### Exercise
Find every line in the records below that holds the word "enabled" and copy it.
Exercise data section start
//! Realtime channel status as shown to the user

use serde::{Deserialize, Serialize};

/// Connection badge state
#[derive(Debug, Clone, Copy, PartialEq, Eq, Hash, Serialize, Deserialize)]
#[serde(rename_all = "lowercase")]
pub enum ChannelStatus {
    /// No channel URL configured, or the realtime feature flag is off
    Disabled,
    Connected,
    /// Disconnected with at least one failed attempt; a retry is scheduled
    Reconnecting,
    Offline,
}

impl ChannelStatus {
    /// Derive the badge from the three facts that determine it
    pub fn derive(enabled: bool, connected: bool, reconnect_attempts: u32) -> Self {
        if !enabled {
            ChannelStatus::Disabled
        } else if connected {
            ChannelStatus::Connected
        } else if reconnect_attempts > 0 {
            ChannelStatus::Reconnecting
        } else {
            ChannelStatus::Offline
        }
    }

    pub fn as_str(&self) -> &'static str {
        match self {
            ChannelStatus::Disabled => "disabled",
            ChannelStatus::Connected => "connected",
            ChannelStatus::Reconnecting => "reconnecting",
            ChannelStatus::Offline => "offline",
        }
    }
}

impl std::fmt::Display for ChannelStatus {
    fn fmt(&self, f: &mut std::fmt::Formatter<'_>) -> std::fmt::Result {
        f.write_str(self.as_str())
    }
}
Exercise data section end
### Exercise response
    pub fn derive(enabled: bool, connected: bool, reconnect_attempts: u32) -> Self {
        if !enabled {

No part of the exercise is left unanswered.